Malam itu, aku melihat melalui teleskop. Biru. Indah sekali. Purnama kedua dalam satu bulan yang sama. Suatu kejadian yang jarang. "Teng-ting-tong," jam dalam kamarku berbunyi. Aku terlonjak. Kulihat jam bandul tua peninggalan leluhur. Pukul 21.00. Seekor burung hantu melewati jendelaku yang terbuka, pergi menuju kepekatan malam.
Kuselesaikan lukisanku agar sempurna. Aku meninggalkan teleskop beratku. Kuhampiri meja tempat kuletakkan peralatan lukisku dan kanvasku yang sudah hampir selesai. Sebuah bulan biru bersinar memancarkan cahayanya yang mistis. Seorang gadis—bersiluet—menggunakan sebuah gaun, mengarahkan teleskopnya—yang juga siluet—ke langit malam yang keunguan. Dan tentunya, langit malam keunguan itu bertaburkan bintang-bintang yang membentuk gugusan bintang. Bulan biru yang mistis.
Itulah lukisanku. Aku membersihkan serta meringkas peralatan lukisku dan kujajarkan di atas koran agar kering sehingga besok pagi bisa kubawa ke sekolah.
Ponselku tiba-tiba bergetar. Ada pesan masuk dari Imel yang mengingatkanku agar tak lupa membawa lukisanku ini.
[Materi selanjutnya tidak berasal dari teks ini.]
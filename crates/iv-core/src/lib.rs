//! # iv-core
//!
//! Core domain models and ports for the IntroVox tour service.
//!
//! This crate contains pure business rules without any infrastructure dependencies:
//! step lists and their stored-record migration, language fallback, visibility
//! predicates, settings decoding and the telemetry report shape.

// Public module exports
pub mod config;
pub mod error;
pub mod keys;
pub mod l10n;
pub mod language;
pub mod ports;
pub mod settings;
pub mod telemetry;
pub mod tour;

// Re-export commonly used types at the crate root
pub use config::AppConfig;
pub use error::{TourError, TourResult};
pub use language::{LanguageResolution, BASE_LANGUAGE};
pub use settings::{GlobalSettings, UserPreference};
pub use tour::{Step, StepDraft, StepPosition};
use std::str::FromStr;
use std::sync::Arc;

use iv_core::keys::{
    WIZARD_COMPLETED, WIZARD_COMPLETED_COUNT, WIZARD_SKIPPED, WIZARD_SKIPPED_COUNT, WIZARD_STARTED,
    WIZARD_STARTED_COUNT,
};
use iv_core::ports::{ClockPort, ConfigStorePort};
use iv_core::{TourError, TourResult};
use tracing::{debug, info, info_span, Instrument};

use crate::usecases::internal::increment_counter;

#[derive(Debug, Clone, Copy, PartialEq, Eq)]
pub enum WizardEvent {
    Started,
    Completed,
    Skipped,
}

impl WizardEvent {
    fn user_key(self) -> &'static str {
        match self {
            WizardEvent::Started => WIZARD_STARTED,
            WizardEvent::Completed => WIZARD_COMPLETED,
            WizardEvent::Skipped => WIZARD_SKIPPED,
        }
    }

    fn counter_key(self) -> &'static str {
        match self {
            WizardEvent::Started => WIZARD_STARTED_COUNT,
            WizardEvent::Completed => WIZARD_COMPLETED_COUNT,
            WizardEvent::Skipped => WIZARD_SKIPPED_COUNT,
        }
    }

    /// Start and completion count once per user; skips count every time.
    fn is_write_once(self) -> bool {
        !matches!(self, WizardEvent::Skipped)
    }
}

impl FromStr for WizardEvent {
    type Err = TourError;

    fn from_str(s: &str) -> Result<Self, Self::Err> {
        match s {
            "start" => Ok(WizardEvent::Started),
            "complete" => Ok(WizardEvent::Completed),
            "skip" => Ok(WizardEvent::Skipped),
            other => Err(TourError::validation(format!("Unknown wizard event '{other}'"))),
        }
    }
}

/// Records a tour event for a user and bumps the matching counter.
pub struct TrackWizardEvent {
    config_store: Arc<dyn ConfigStorePort>,
    clock: Arc<dyn ClockPort>,
}

impl TrackWizardEvent {
    pub fn new(config_store: Arc<dyn ConfigStorePort>, clock: Arc<dyn ClockPort>) -> Self {
        Self {
            config_store,
            clock,
        }
    }

    /// Returns whether the event was recorded.
    pub async fn execute(&self, user_id: &str, event: WizardEvent) -> TourResult<bool> {
        let span = info_span!("usecase.track_wizard_event.execute", user_id = %user_id, event = ?event);

        async {
            let key = event.user_key();
            if event.is_write_once()
                && self.config_store.get_user_value(user_id, key).await?.is_some()
            {
                debug!("event already recorded");
                return Ok(false);
            }

            let now = self.clock.now_secs();
            self.config_store
                .set_user_value(user_id, key, &now.to_string())
                .await?;
            let total = increment_counter(self.config_store.as_ref(), event.counter_key()).await?;

            info!(at = now, total, "wizard event recorded");
            Ok(true)
        }
        .instrument(span)
        .await
    }
}

#[cfg(test)]
mod tests {
    use super::*;
    use crate::usecases::test_support::Harness;

    fn usecase(h: &Harness) -> TrackWizardEvent {
        TrackWizardEvent::new(h.config_store(), h.clock.clone())
    }

    #[test]
    fn events_parse_from_route_names() {
        assert_eq!("start".parse::<WizardEvent>().unwrap(), WizardEvent::Started);
        assert_eq!("complete".parse::<WizardEvent>().unwrap(), WizardEvent::Completed);
        assert_eq!("skip".parse::<WizardEvent>().unwrap(), WizardEvent::Skipped);
        assert!("finish".parse::<WizardEvent>().is_err());
    }

    #[tokio::test]
    async fn start_is_recorded_once() {
        let h = Harness::new();
        let uc = usecase(&h);

        assert!(uc.execute("bob", WizardEvent::Started).await.unwrap());
        h.clock.advance(60);
        assert!(!uc.execute("bob", WizardEvent::Started).await.unwrap());

        assert_eq!(h.user_value("bob", WIZARD_STARTED).await.as_deref(), Some("1700000000"));
        assert_eq!(h.app_value(WIZARD_STARTED_COUNT).await.as_deref(), Some("1"));
    }

    #[tokio::test]
    async fn completions_count_distinct_users() {
        let h = Harness::new();
        let uc = usecase(&h);

        uc.execute("alice", WizardEvent::Completed).await.unwrap();
        uc.execute("bob", WizardEvent::Completed).await.unwrap();
        uc.execute("alice", WizardEvent::Completed).await.unwrap();

        assert_eq!(h.app_value(WIZARD_COMPLETED_COUNT).await.as_deref(), Some("2"));
    }

    #[tokio::test]
    async fn every_skip_is_recorded() {
        let h = Harness::new();
        let uc = usecase(&h);

        uc.execute("bob", WizardEvent::Skipped).await.unwrap();
        h.clock.advance(30);
        assert!(uc.execute("bob", WizardEvent::Skipped).await.unwrap());

        assert_eq!(h.user_value("bob", WIZARD_SKIPPED).await.as_deref(), Some("1700000030"));
        assert_eq!(h.app_value(WIZARD_SKIPPED_COUNT).await.as_deref(), Some("2"));
    }
}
Yah... Memang aku ini termasuk orang yang ceroboh, jadi gak heran kalau salah seorang teman dekat di kelasku ini mengirimku pesan seperti itu. Aku bergegas menata isi tasku dengan memasukkan buku-buku pelajaran untuk esok hari. Tak lupa kumasukkan sketchbook A4 dan pensil warna.
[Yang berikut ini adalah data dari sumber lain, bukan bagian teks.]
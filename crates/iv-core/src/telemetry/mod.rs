//! Anonymous usage telemetry
//!
//! The report carries counts and flags only: no user ids, no group names,
//! and the instance URL leaves the process as a SHA-256 hash.

use std::collections::BTreeMap;

use serde::{Deserialize, Serialize};

pub const DEFAULT_TELEMETRY_URL: &str = "https://licenses.voxcloud.nl/api/telemetry/introvox";

/// Minimum time between two delivery attempts.
pub const TELEMETRY_COOLDOWN_SECS: i64 = 24 * 60 * 60;

/// Usage numbers shown to admins and included in every report.
#[derive(Debug, Clone, Default, PartialEq, Eq, Serialize, Deserialize)]
#[serde(rename_all = "camelCase")]
pub struct TelemetryStatistics {
    pub total_users: u64,
    pub total_groups: u64,
    /// Stored step count per enabled language; 0 when not yet materialized.
    pub total_steps: BTreeMap<String, u64>,
    pub enabled_languages: Vec<String>,
    pub wizard_enabled: bool,
    pub wizard_started_count: u64,
    pub wizard_completed_count: u64,
    pub wizard_skipped_count: u64,
    pub users_started_wizard: u64,
    pub users_completed_wizard: u64,
    pub group_visibility_used: bool,
}

#[derive(Debug, Clone, PartialEq, Eq, Serialize, Deserialize)]
#[serde(rename_all = "camelCase")]
pub struct TelemetryReport {
    pub instance_hash: String,
    pub introvox_version: String,
    #[serde(flatten)]
    pub statistics: TelemetryStatistics,
    pub default_language: String,
    pub os_family: String,
    pub is_docker: bool,
}

#[derive(Debug, Clone, PartialEq, Eq, Serialize)]
#[serde(rename_all = "camelCase")]
pub struct TelemetryStatus {
    pub enabled: bool,
    /// Unix seconds of the last accepted report.
    pub last_report: Option<i64>,
    pub telemetry_url: String,
}

/// A report is due when no attempt was made within the cooldown.
pub fn is_due(last_attempt: Option<i64>, now_secs: i64) -> bool {
    match last_attempt {
        None => true,
        Some(last) => now_secs - last > TELEMETRY_COOLDOWN_SECS,
    }
}

/// Parses a stored counter; unreadable values count as zero.
pub fn parse_counter(stored: Option<&str>) -> u64 {
    stored.and_then(|v| v.trim().parse().ok()).unwrap_or(0)
}
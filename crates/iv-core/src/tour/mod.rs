//! Guided-tour steps
//!
//! A language owns one ordered [`Step`] list. The list is stored as a JSON
//! array in display order and is only ever replaced as a whole.

pub mod defaults;
pub mod export;
pub mod model;
pub mod record;
pub mod visibility;

pub use defaults::{materialize_defaults, DefaultStepDefinition, MaterializedDefaults, DEFAULT_STEPS};
pub use export::{StepExportDocument, EXPORT_FORMAT_VERSION};
pub use model::{ensure_unique_ids, Step, StepDraft, StepPosition};
pub use record::{decode_record, encode_steps, DecodedRecord, StepRecordMigrator};
pub use visibility::{filter_enabled, filter_visible, is_enabled, is_visible_to_groups};
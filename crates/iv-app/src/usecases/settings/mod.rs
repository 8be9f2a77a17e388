mod global;
mod user;
mod visibility;

pub use global::{GetGlobalSettings, UpdateGlobalSettings};
pub use user::{GetUserPreference, UpdateUserPreference};
pub use visibility::EvaluateVisibility;
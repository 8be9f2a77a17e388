//! Compiled-in tour used until an admin stores a list of their own.

use crate::l10n::{TextSource, Translator};
use crate::tour::model::{Step, StepPosition};

#[derive(Debug, Clone, Copy, PartialEq, Eq)]
pub struct DefaultStepDefinition {
    pub id: &'static str,
    pub attach_to: &'static str,
    pub position: StepPosition,
}

impl DefaultStepDefinition {
    pub fn title_key(&self) -> String {
        format!("step_{}_title", self.id)
    }

    pub fn text_key(&self) -> String {
        format!("step_{}_text", self.id)
    }
}

const fn centered(id: &'static str) -> DefaultStepDefinition {
    DefaultStepDefinition {
        id,
        attach_to: "",
        position: StepPosition::Right,
    }
}

pub const DEFAULT_STEPS: &[DefaultStepDefinition] = &[
    centered("welcome"),
    DefaultStepDefinition {
        id: "files",
        attach_to: r#"[data-id="files"], #appmenu li[data-id="files"], a[href*="/apps/files"]"#,
        position: StepPosition::Right,
    },
    DefaultStepDefinition {
        id: "calendar",
        attach_to: r#"[data-id="calendar"], #appmenu li[data-id="calendar"], a[href*="/apps/calendar"]"#,
        position: StepPosition::Right,
    },
    DefaultStepDefinition {
        id: "search",
        attach_to: r#"button[aria-label="Unified search"], .header-menu__trigger, .unified-search__trigger"#,
        position: StepPosition::Bottom,
    },
    centered("intro"),
    centered("features"),
    centered("tips"),
    centered("complete"),
];

#[derive(Debug, Clone, PartialEq, Eq)]
pub struct MaterializedDefaults {
    pub steps: Vec<Step>,
    /// Keys the requested catalog lacked, in step order.
    pub missing_translations: Vec<String>,
}

/// Builds the default list in one language, every step enabled and visible to all.
pub fn materialize_defaults(translator: &Translator) -> MaterializedDefaults {
    let mut missing_translations = Vec::new();
    let mut lookup = |key: String| {
        let translated = translator.translate(&key);
        if translated.source != TextSource::Requested {
            missing_translations.push(key);
        }
        translated.text
    };

    let steps = DEFAULT_STEPS
        .iter()
        .map(|definition| Step {
            id: definition.id.to_string(),
            title: lookup(definition.title_key()),
            text: lookup(definition.text_key()),
            attach_to: definition.attach_to.to_string(),
            position: definition.position,
            enabled: true,
            visible_to_groups: Vec::new(),
        })
        .collect();

    MaterializedDefaults {
        steps,
        missing_translations,
    }
}
//! # Configuration Loader
//!
//! ## Responsibilities
//!
//! - Read TOML configuration files
//! - Parse TOML into the AppConfig DTO
//! - Report I/O and parsing errors with context
//!
//! ## Prohibited
//!
//! - No validation logic
//! - No default value logic (see [`super::defaults`])
//!
//! > **Pure data loading only. Accept whatever is in the file.**

use anyhow::Context;
use iv_core::AppConfig;
use std::path::PathBuf;

/// Load configuration from a TOML file
///
/// **NO validation is performed**:
/// - Empty strings are valid (they are facts)
/// - Unparsable bind addresses are accepted (they are facts)
/// - Missing sections result in empty values (facts)
///
/// # Errors
///
/// Returns error if the file cannot be read or is not valid TOML.
pub fn load_config(config_path: PathBuf) -> anyhow::Result<AppConfig> {
    let content = std::fs::read_to_string(&config_path)
        .with_context(|| format!("Failed to read config file: {}", config_path.display()))?;
    let toml_value: toml::Value =
        toml::from_str(&content).context("Failed to parse config as TOML")?;
    AppConfig::from_toml(&toml_value)
}
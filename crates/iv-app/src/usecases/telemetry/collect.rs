use std::sync::Arc;

use iv_core::keys::{
    WIZARD_COMPLETED, WIZARD_COMPLETED_COUNT, WIZARD_SKIPPED_COUNT, WIZARD_STARTED,
    WIZARD_STARTED_COUNT,
};
use iv_core::ports::{ConfigStorePort, UserDirectoryPort};
use iv_core::telemetry::{parse_counter, TelemetryReport, TelemetryStatistics};
use iv_core::TourResult;
use sha2::{Digest, Sha256};
use tracing::{debug, info_span, warn, Instrument};

use crate::deps::InstanceInfo;
use crate::usecases::internal::StepListStore;
use crate::usecases::settings::GetGlobalSettings;

/// Usage numbers for the admin page.
///
/// Directory and record failures degrade to zero so one broken language or
/// an unreachable directory never hides the rest of the numbers.
pub struct GetTelemetryStatistics {
    config_store: Arc<dyn ConfigStorePort>,
    user_directory: Arc<dyn UserDirectoryPort>,
}

impl GetTelemetryStatistics {
    pub fn new(
        config_store: Arc<dyn ConfigStorePort>,
        user_directory: Arc<dyn UserDirectoryPort>,
    ) -> Self {
        Self {
            config_store,
            user_directory,
        }
    }

    pub async fn execute(&self) -> TourResult<TelemetryStatistics> {
        let span = info_span!("usecase.get_telemetry_statistics.execute");

        async {
            let settings = GetGlobalSettings::new(self.config_store.clone()).read().await?;
            let store = StepListStore::new(self.config_store.clone());

            let mut stats = TelemetryStatistics {
                enabled_languages: settings.enabled_languages.clone(),
                wizard_enabled: settings.enabled,
                ..Default::default()
            };

            stats.total_users = match self.user_directory.list_user_ids().await {
                Ok(users) => users.len() as u64,
                Err(e) => {
                    warn!(error = %e, "failed to count users");
                    0
                }
            };
            stats.total_groups = match self.user_directory.list_groups().await {
                Ok(groups) => groups.len() as u64,
                Err(e) => {
                    warn!(error = %e, "failed to count groups");
                    0
                }
            };

            for language in &settings.enabled_languages {
                let steps = match store.load(language).await {
                    Ok(Some(record)) => record.steps,
                    Ok(None) => Vec::new(),
                    Err(e) => {
                        warn!(language = %language, error = %e, "skipping unreadable step list");
                        Vec::new()
                    }
                };
                if steps.iter().any(|s| !s.visible_to_groups.is_empty()) {
                    stats.group_visibility_used = true;
                }
                stats.total_steps.insert(language.clone(), steps.len() as u64);
            }

            stats.wizard_started_count = self.counter(WIZARD_STARTED_COUNT).await?;
            stats.wizard_completed_count = self.counter(WIZARD_COMPLETED_COUNT).await?;
            stats.wizard_skipped_count = self.counter(WIZARD_SKIPPED_COUNT).await?;
            stats.users_started_wizard =
                self.config_store.users_with_value(WIZARD_STARTED).await?.len() as u64;
            stats.users_completed_wizard =
                self.config_store.users_with_value(WIZARD_COMPLETED).await?.len() as u64;

            Ok(stats)
        }
        .instrument(span)
        .await
    }

    async fn counter(&self, key: &str) -> TourResult<u64> {
        Ok(parse_counter(self.config_store.get_app_value(key).await?.as_deref()))
    }
}

/// Builds the anonymous report sent to the telemetry endpoint.
pub struct CollectTelemetry {
    statistics: GetTelemetryStatistics,
    instance: InstanceInfo,
}

impl CollectTelemetry {
    pub fn new(
        config_store: Arc<dyn ConfigStorePort>,
        user_directory: Arc<dyn UserDirectoryPort>,
        instance: InstanceInfo,
    ) -> Self {
        Self {
            statistics: GetTelemetryStatistics::new(config_store, user_directory),
            instance,
        }
    }

    pub async fn execute(&self) -> TourResult<TelemetryReport> {
        let span = info_span!("usecase.collect_telemetry.execute");

        async {
            let statistics = self.statistics.execute().await?;
            debug!(total_users = statistics.total_users, "telemetry collected");

            Ok(TelemetryReport {
                instance_hash: instance_hash(&self.instance.instance_url),
                introvox_version: self.instance.app_version.clone(),
                statistics,
                default_language: self.instance.default_language.clone(),
                os_family: self.instance.os_family.clone(),
                is_docker: self.instance.is_docker,
            })
        }
        .instrument(span)
        .await
    }
}

fn instance_hash(instance_url: &str) -> String {
    hex::encode(Sha256::digest(instance_url.as_bytes()))
}
//! Request bodies and response payloads.
//!
//! Responses are flattened into `{"success": true, ...}` by [`ApiOk`].

use iv_app::usecases::{ResolvedSteps, StepChange, StepListChange, WizardSteps};
use iv_core::settings::{FlagValue, HiddenReason};
use iv_core::{LanguageResolution, Step, StepDraft};
use serde::{Deserialize, Serialize};
use serde_json::Value;

#[derive(Debug, Serialize)]
pub struct ApiOk<T: Serialize> {
    pub success: bool,
    pub message: &'static str,
    #[serde(flatten)]
    pub data: T,
}

impl<T: Serialize> ApiOk<T> {
    pub fn new(message: &'static str, data: T) -> Self {
        Self {
            success: true,
            message,
            data,
        }
    }
}

// Requests

#[derive(Debug, Deserialize)]
pub struct SaveStepsRequest {
    #[serde(default)]
    pub language: Option<String>,
    pub steps: Vec<StepDraft>,
}

#[derive(Debug, Deserialize)]
pub struct StepRequest {
    #[serde(default)]
    pub language: Option<String>,
    pub step: StepDraft,
}

#[derive(Debug, Default, Deserialize)]
pub struct LanguageRequest {
    #[serde(default)]
    pub language: Option<String>,
}

#[derive(Debug, Deserialize)]
pub struct ImportRequest {
    #[serde(default)]
    pub language: Option<String>,
    pub document: Value,
}

#[derive(Debug, Deserialize)]
pub struct TelemetryToggleRequest {
    pub enabled: FlagValue,
}

/// Body language wins over the request language.
pub fn pick_language(body: Option<String>, request: String) -> String {
    body.filter(|l| !l.trim().is_empty()).unwrap_or(request)
}

// Responses

#[derive(Debug, Serialize)]
#[serde(rename_all = "camelCase")]
pub struct LanguagePayload {
    pub language: String,
    pub requested_language: String,
    pub language_fallback: bool,
}

impl From<&LanguageResolution> for LanguagePayload {
    fn from(resolution: &LanguageResolution) -> Self {
        Self {
            language: resolution.resolved.clone(),
            requested_language: resolution.requested.clone(),
            language_fallback: resolution.fallback,
        }
    }
}

#[derive(Debug, Serialize)]
#[serde(rename_all = "camelCase")]
pub struct StepsPayload {
    pub steps: Vec<Step>,
    #[serde(flatten)]
    pub language: LanguagePayload,
    pub missing_translations: Vec<String>,
}

impl From<ResolvedSteps> for StepsPayload {
    fn from(resolved: ResolvedSteps) -> Self {
        Self {
            language: (&resolved.language).into(),
            steps: resolved.steps,
            missing_translations: resolved.missing_translations,
        }
    }
}

impl From<StepListChange> for StepsPayload {
    fn from(change: StepListChange) -> Self {
        Self {
            language: (&change.language).into(),
            steps: change.steps,
            missing_translations: Vec::new(),
        }
    }
}

#[derive(Debug, Serialize)]
pub struct StepPayload {
    pub step: Step,
    #[serde(flatten)]
    pub language: LanguagePayload,
}

impl From<StepChange> for StepPayload {
    fn from(change: StepChange) -> Self {
        Self {
            language: (&change.language).into(),
            step: change.step,
        }
    }
}

#[derive(Debug, Serialize)]
#[serde(rename_all = "camelCase")]
pub struct WizardPayload {
    /// Whether the tour should be shown at all.
    pub enabled: bool,
    pub reason: Option<HiddenReason>,
    pub steps: Vec<Step>,
    pub wizard_version: u64,
    #[serde(flatten)]
    pub language: LanguagePayload,
    pub missing_translations: Vec<String>,
}

impl From<WizardSteps> for WizardPayload {
    fn from(wizard: WizardSteps) -> Self {
        Self {
            enabled: wizard.visibility.visible,
            reason: wizard.visibility.reason,
            language: (&wizard.language).into(),
            steps: wizard.steps,
            wizard_version: wizard.wizard_version,
            missing_translations: wizard.missing_translations,
        }
    }
}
Kulirik jam, sudah berjalan 30 menit. Segera kuringkas teleskopku. Kemudian aku bersiap-siap tidur. Tak lupa, mengecek jam wekerku.
#
Aku berjalan, melayang di angkasa. Tiba-tiba, aku telah sampai di Bulan Biru, menembus atmosfernya. Biru semua. Aku hanya bisa terpana memandangnya. Melayang-layang sekitar setengah meter di atas permukaan air yang sangat bening yang sangat luas. Sepertinya sebuah lautan atau bahkan samudra. Rasanya seperti berada di atas kaca raksasa, karena permukaan air ini memantulkan apa saja yang ada di atasnya.
Kemudian aku menunduk, melihat bayanganku melayang. Tapi tunggu, dari permukaan air, kulihat ada sesosok bayangan lain juga melayang, mendekatiku. Perlahan, aku mendongak. Sesosok gadis dengan rambut berwarna dark ash blonde yang sangat panjang, diikat twintail. Agak bergelombang, rambut gadis itu melayang-layang di sekitarnya. Ia memakai gaun biru muda selutut tanpa lengan, berkibar.
Dengan agak takut, kuberanikan diri menatap wajahnya. Warna iris matanya senada dengan rambutnya, sejernih permukaan air. Ia menatapku, dengan tatapan yang sulit kujelaskan dengan kata-kata. Seperti.... berambisi, menginginkanku, seakan siap untuk memangsaku. Ah bukan, lebih tepatnya menginginkan sesuatu dari diriku.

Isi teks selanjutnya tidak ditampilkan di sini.